* _Task to complete_: Whenever a line of the data below holds the string "fields", copy that line.

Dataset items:
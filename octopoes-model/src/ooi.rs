use std::{
    collections::BTreeMap,
    fmt,
    net::{Ipv4Addr, Ipv6Addr},
};

use serde::{Deserialize, Serialize};
use serde_json::Value;

use crate::{
    error::{ModelError, Result},
    reference::Reference,
    scan_profile::ScanProfile,
    types::ObjectType,
};

#[derive(Debug, Clone, PartialEq, Eq, Serialize, Deserialize)]
pub struct Network {
    pub name: String,
}

impl Network {
    pub fn new(name: impl Into<String>) -> Self {
        Self { name: name.into() }
    }
}

#[derive(Debug, Clone, PartialEq, Eq, Serialize, Deserialize)]
pub struct Hostname {
    pub network: Reference,
    pub name: String,
    #[serde(default, skip_serializing_if = "Option::is_none")]
    pub dns_zone: Option<Reference>,
}

impl Hostname {
    pub fn new(network: Reference, name: impl Into<String>) -> Self {
        Self {
            network,
            name: name.into(),
            dns_zone: None,
        }
    }
}

#[derive(Debug, Clone, PartialEq, Eq, Serialize, Deserialize)]
pub struct DnsZone {
    pub hostname: Reference,
    #[serde(default, skip_serializing_if = "Option::is_none")]
    pub parent: Option<Reference>,
}

#[derive(Debug, Clone, PartialEq, Eq, Serialize, Deserialize)]
pub struct IpAddressV4 {
    pub network: Reference,
    pub address: Ipv4Addr,
}

#[derive(Debug, Clone, PartialEq, Eq, Serialize, Deserialize)]
pub struct IpAddressV6 {
    pub network: Reference,
    pub address: Ipv6Addr,
}

#[derive(Debug, Clone, PartialEq, Eq, Serialize, Deserialize)]
pub struct ResolvedHostname {
    pub hostname: Reference,
    pub address: Reference,
}

#[derive(Debug, Clone, PartialEq, Eq, Serialize, Deserialize)]
pub struct DnsARecord {
    pub hostname: Reference,
    pub address: Reference,
    pub value: String,
    #[serde(default, skip_serializing_if = "Option::is_none")]
    pub ttl: Option<u32>,
}

#[derive(Debug, Clone, PartialEq, Eq, Serialize, Deserialize)]
pub struct DnsAaaaRecord {
    pub hostname: Reference,
    pub address: Reference,
    pub value: String,
    #[serde(default, skip_serializing_if = "Option::is_none")]
    pub ttl: Option<u32>,
}

#[derive(Debug, Clone, PartialEq, Eq, Serialize, Deserialize)]
pub struct DnsNsRecord {
    pub hostname: Reference,
    pub name_server_hostname: Reference,
    pub value: String,
    #[serde(default, skip_serializing_if = "Option::is_none")]
    pub ttl: Option<u32>,
}

#[derive(
    Debug, Clone, Copy, PartialEq, Eq, Hash, Serialize, Deserialize,
)]
#[serde(rename_all = "lowercase")]
pub enum Protocol {
    Tcp,
    Udp,
}

impl fmt::Display for Protocol {
    fn fmt(&self, f: &mut fmt::Formatter<'_>) -> fmt::Result {
        match self {
            Protocol::Tcp => f.write_str("tcp"),
            Protocol::Udp => f.write_str("udp"),
        }
    }
}

#[derive(
    Debug, Clone, Copy, PartialEq, Eq, Hash, Serialize, Deserialize,
)]
#[serde(rename_all = "lowercase")]
pub enum PortState {
    Open,
    Closed,
    Filtered,
}

#[derive(Debug, Clone, PartialEq, Eq, Serialize, Deserialize)]
pub struct IpPort {
    pub address: Reference,
    pub protocol: Protocol,
    pub port: u16,
    #[serde(default, skip_serializing_if = "Option::is_none")]
    pub state: Option<PortState>,
}

#[derive(Debug, Clone, PartialEq, Eq, Serialize, Deserialize)]
pub struct Service {
    pub name: String,
}

#[derive(Debug, Clone, PartialEq, Eq, Serialize, Deserialize)]
pub struct IpService {
    pub ip_port: Reference,
    pub service: Reference,
}

#[derive(Debug, Clone, PartialEq, Eq, Serialize, Deserialize)]
pub struct FindingType {
    pub id: String,
    #[serde(default, skip_serializing_if = "Option::is_none")]
    pub description: Option<String>,
}

#[derive(Debug, Clone, PartialEq, Eq, Serialize, Deserialize)]
pub struct Finding {
    pub finding_type: Reference,
    pub ooi: Reference,
    #[serde(default, skip_serializing_if = "Option::is_none")]
    pub description: Option<String>,
}

/// Per-object bit configuration. The bit reads the newest config reachable
/// through its configured relation path.
#[derive(Debug, Clone, PartialEq, Eq, Serialize, Deserialize)]
pub struct Config {
    pub ooi: Reference,
    pub bit_id: String,
    #[serde(default)]
    pub config: BTreeMap<String, String>,
}

/// Closed set of stored objects. Serialized with an `object_type`
/// discriminator.
#[derive(Debug, Clone, PartialEq, Eq, Serialize, Deserialize)]
#[serde(tag = "object_type")]
pub enum Ooi {
    Network(Network),
    Hostname(Hostname),
    #[serde(rename = "DNSZone")]
    DnsZone(DnsZone),
    #[serde(rename = "IPAddressV4")]
    IpAddressV4(IpAddressV4),
    #[serde(rename = "IPAddressV6")]
    IpAddressV6(IpAddressV6),
    ResolvedHostname(ResolvedHostname),
    #[serde(rename = "DNSARecord")]
    DnsARecord(DnsARecord),
    #[serde(rename = "DNSAAAARecord")]
    DnsAaaaRecord(DnsAaaaRecord),
    #[serde(rename = "DNSNSRecord")]
    DnsNsRecord(DnsNsRecord),
    #[serde(rename = "IPPort")]
    IpPort(IpPort),
    Service(Service),
    #[serde(rename = "IPService")]
    IpService(IpService),
    FindingType(FindingType),
    Finding(Finding),
    Config(Config),
}

impl Ooi {
    pub fn object_type(&self) -> ObjectType {
        match self {
            Ooi::Network(_) => ObjectType::Network,
            Ooi::Hostname(_) => ObjectType::Hostname,
            Ooi::DnsZone(_) => ObjectType::DnsZone,
            Ooi::IpAddressV4(_) => ObjectType::IpAddressV4,
            Ooi::IpAddressV6(_) => ObjectType::IpAddressV6,
            Ooi::ResolvedHostname(_) => ObjectType::ResolvedHostname,
            Ooi::DnsARecord(_) => ObjectType::DnsARecord,
            Ooi::DnsAaaaRecord(_) => ObjectType::DnsAaaaRecord,
            Ooi::DnsNsRecord(_) => ObjectType::DnsNsRecord,
            Ooi::IpPort(_) => ObjectType::IpPort,
            Ooi::Service(_) => ObjectType::Service,
            Ooi::IpService(_) => ObjectType::IpService,
            Ooi::FindingType(_) => ObjectType::FindingType,
            Ooi::Finding(_) => ObjectType::Finding,
            Ooi::Config(_) => ObjectType::Config,
        }
    }

    /// Derives the reference from the natural key fields.
    pub fn reference(&self) -> Reference {
        let ty = self.object_type();
        match self {
            Ooi::Network(o) => Reference::from_parts(ty, &[&o.name]),
            Ooi::Hostname(o) => {
                Reference::from_parts(ty, &[o.network.natural_key(), &o.name])
            }
            Ooi::DnsZone(o) => {
                Reference::from_parts(ty, &[o.hostname.natural_key()])
            }
            Ooi::IpAddressV4(o) => Reference::from_parts(
                ty,
                &[o.network.natural_key(), &o.address.to_string()],
            ),
            Ooi::IpAddressV6(o) => Reference::from_parts(
                ty,
                &[o.network.natural_key(), &o.address.to_string()],
            ),
            Ooi::ResolvedHostname(o) => Reference::from_parts(
                ty,
                &[o.hostname.natural_key(), o.address.natural_key()],
            ),
            Ooi::DnsARecord(o) => Reference::from_parts(
                ty,
                &[o.hostname.natural_key(), &o.value],
            ),
            Ooi::DnsAaaaRecord(o) => Reference::from_parts(
                ty,
                &[o.hostname.natural_key(), &o.value],
            ),
            Ooi::DnsNsRecord(o) => Reference::from_parts(
                ty,
                &[o.hostname.natural_key(), &o.value],
            ),
            Ooi::IpPort(o) => Reference::from_parts(
                ty,
                &[
                    o.address.natural_key(),
                    &o.protocol.to_string(),
                    &o.port.to_string(),
                ],
            ),
            Ooi::Service(o) => Reference::from_parts(ty, &[&o.name]),
            Ooi::IpService(o) => Reference::from_parts(
                ty,
                &[o.ip_port.natural_key(), o.service.natural_key()],
            ),
            Ooi::FindingType(o) => Reference::from_parts(ty, &[&o.id]),
            // Polymorphic targets keep their type prefix to stay unambiguous.
            Ooi::Finding(o) => Reference::from_parts(
                ty,
                &[o.ooi.as_str(), o.finding_type.natural_key()],
            ),
            Ooi::Config(o) => {
                Reference::from_parts(ty, &[o.ooi.as_str(), &o.bit_id])
            }
        }
    }

    /// Relation fields currently set on the object, keyed by property name.
    pub fn relation_values(&self) -> Vec<(&'static str, &Reference)> {
        let mut values: Vec<(&'static str, &Reference)> = Vec::new();
        match self {
            Ooi::Network(_) | Ooi::Service(_) | Ooi::FindingType(_) => {}
            Ooi::Hostname(o) => {
                values.push(("network", &o.network));
                if let Some(zone) = &o.dns_zone {
                    values.push(("dns_zone", zone));
                }
            }
            Ooi::DnsZone(o) => {
                values.push(("hostname", &o.hostname));
                if let Some(parent) = &o.parent {
                    values.push(("parent", parent));
                }
            }
            Ooi::IpAddressV4(o) => values.push(("network", &o.network)),
            Ooi::IpAddressV6(o) => values.push(("network", &o.network)),
            Ooi::ResolvedHostname(o) => {
                values.push(("hostname", &o.hostname));
                values.push(("address", &o.address));
            }
            Ooi::DnsARecord(o) => {
                values.push(("hostname", &o.hostname));
                values.push(("address", &o.address));
            }
            Ooi::DnsAaaaRecord(o) => {
                values.push(("hostname", &o.hostname));
                values.push(("address", &o.address));
            }
            Ooi::DnsNsRecord(o) => {
                values.push(("hostname", &o.hostname));
                values.push(("name_server_hostname", &o.name_server_hostname));
            }
            Ooi::IpPort(o) => values.push(("address", &o.address)),
            Ooi::IpService(o) => {
                values.push(("ip_port", &o.ip_port));
                values.push(("service", &o.service));
            }
            Ooi::Finding(o) => {
                values.push(("finding_type", &o.finding_type));
                values.push(("ooi", &o.ooi));
            }
            Ooi::Config(o) => values.push(("ooi", &o.ooi)),
        }
        values
    }

    pub fn relation_value(&self, property: &str) -> Option<&Reference> {
        self.relation_values()
            .into_iter()
            .find(|(name, _)| *name == property)
            .map(|(_, reference)| reference)
    }

    /// Field-by-field merge onto `old`: every field set on `self` overwrites
    /// the old value. Returns the merged object and whether anything changed.
    pub fn merge(&self, old: &Ooi) -> Result<(Ooi, bool)> {
        if self.object_type() != old.object_type() {
            return Err(ModelError::TypeMismatch {
                expected: old.object_type().to_string(),
                found: self.object_type().to_string(),
            });
        }

        let mut merged = serde_json::to_value(old)?;
        let incoming = serde_json::to_value(self)?;
        let (Value::Object(target), Value::Object(fields)) =
            (&mut merged, incoming)
        else {
            return Err(ModelError::TypeMismatch {
                expected: "object".into(),
                found: "non-object".into(),
            });
        };

        let mut changed = false;
        for (key, value) in fields {
            if value.is_null() {
                continue;
            }
            if target.get(&key) != Some(&value) {
                target.insert(key, value);
                changed = true;
            }
        }

        Ok((serde_json::from_value(merged)?, changed))
    }
}

macro_rules! impl_from_variant {
    ($($variant:ident),* $(,)?) => {
        $(
            impl From<$variant> for Ooi {
                fn from(value: $variant) -> Self {
                    Ooi::$variant(value)
                }
            }
        )*
    };
}

impl_from_variant!(
    Network,
    Hostname,
    DnsZone,
    IpAddressV4,
    IpAddressV6,
    ResolvedHostname,
    DnsARecord,
    DnsAaaaRecord,
    DnsNsRecord,
    IpPort,
    Service,
    IpService,
    FindingType,
    Finding,
    Config,
);

/// An object together with the scan profile that applies to it at read time.
#[derive(Debug, Clone, PartialEq, Serialize)]
pub struct ProfiledOoi {
    pub ooi: Ooi,
    pub scan_profile: ScanProfile,
}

* _Exercise solution_:
    /// Derives the reference from the natural key fields.
    /// Relation fields currently set on the object, keyed by property name.
        let (Value::Object(target), Value::Object(fields)) =
        for (key, value) in fields {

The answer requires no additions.